ACTIVITY: Look at each line below and tally those holding "FnOnce"; answer with that figure and nothing else.

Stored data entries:

○ ○ ○

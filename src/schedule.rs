//! Timer seam. The runtime owns exactly one repeating tick per active
//! session plus one pending reconnect timeout; both are expressed against
//! this trait so browser drivers, native drivers, and tests plug in the same
//! way.

/// Cancels the underlying scheduled work when dropped, so holding the handle
/// is what keeps a timer alive.
pub struct TaskHandle {
    cancel: Option<Box<dyn FnOnce()>>,
}

impl TaskHandle {
    pub fn new(cancel: impl FnOnce() + 'static) -> Self {
        Self {
            cancel: Some(Box::new(cancel)),
        }
    }

    pub fn cancel(mut self) {
        if let Some(cancel) = self.cancel.take() {
            cancel();
        }
    }
}

impl Drop for TaskHandle {
    fn drop(&mut self) {
        if let Some(cancel) = self.cancel.take() {
            cancel();
        }
    }
}

pub trait Scheduler {
    /// Wall-clock milliseconds. Only differences are meaningful.
    fn now_ms(&self) -> f64;

    /// Runs `callback` once after `delay_ms`, unless the handle is dropped
    /// first.
    fn timeout(&self, delay_ms: u32, callback: Box<dyn FnOnce()>) -> TaskHandle;

    /// Runs `callback` every `period_ms` until the handle is dropped.
    fn interval(&self, period_ms: u32, callback: Box<dyn FnMut()>) -> TaskHandle;
}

○ ○ ○

TASK SOLUTION: 3